Saved data entries
○ ○ ○ ○ ○ ○ ○

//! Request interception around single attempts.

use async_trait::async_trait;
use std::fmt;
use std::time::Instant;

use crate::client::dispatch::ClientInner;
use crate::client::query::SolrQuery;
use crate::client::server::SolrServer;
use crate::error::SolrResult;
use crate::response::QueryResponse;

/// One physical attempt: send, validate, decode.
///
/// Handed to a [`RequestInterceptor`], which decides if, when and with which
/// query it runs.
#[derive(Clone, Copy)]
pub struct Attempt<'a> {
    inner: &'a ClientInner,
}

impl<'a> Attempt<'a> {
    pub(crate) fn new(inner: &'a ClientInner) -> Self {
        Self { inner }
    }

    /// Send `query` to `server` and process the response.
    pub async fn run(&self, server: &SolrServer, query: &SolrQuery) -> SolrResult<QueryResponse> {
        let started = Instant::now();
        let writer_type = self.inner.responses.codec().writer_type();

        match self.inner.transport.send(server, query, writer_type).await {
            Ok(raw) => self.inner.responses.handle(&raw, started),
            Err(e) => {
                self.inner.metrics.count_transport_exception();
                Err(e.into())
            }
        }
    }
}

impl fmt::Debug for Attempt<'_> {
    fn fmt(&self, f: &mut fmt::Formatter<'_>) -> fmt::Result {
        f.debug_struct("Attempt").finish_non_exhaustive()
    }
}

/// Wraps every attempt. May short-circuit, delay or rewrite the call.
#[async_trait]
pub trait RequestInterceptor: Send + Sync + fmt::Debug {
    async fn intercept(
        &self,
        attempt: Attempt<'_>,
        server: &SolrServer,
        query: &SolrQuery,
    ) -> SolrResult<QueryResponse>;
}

○ ○ ○ ○ ○ ○ ○

Problem details:
Would you quote, exactly and only, the lines from the one containing "fn fmt(&self, f: &mut" to the end of the entries?

Answer section:
    fn fmt(&self, f: &mut fmt::Formatter<'_>) -> fmt::Result {
        f.debug_struct("Attempt").finish_non_exhaustive()
    }
}

/// Wraps every attempt. May short-circuit, delay or rewrite the call.
#[async_trait]
pub trait RequestInterceptor: Send + Sync + fmt::Debug {
    async fn intercept(
        &self,
        attempt: Attempt<'_>,
        server: &SolrServer,
        query: &SolrQuery,
    ) -> SolrResult<QueryResponse>;
}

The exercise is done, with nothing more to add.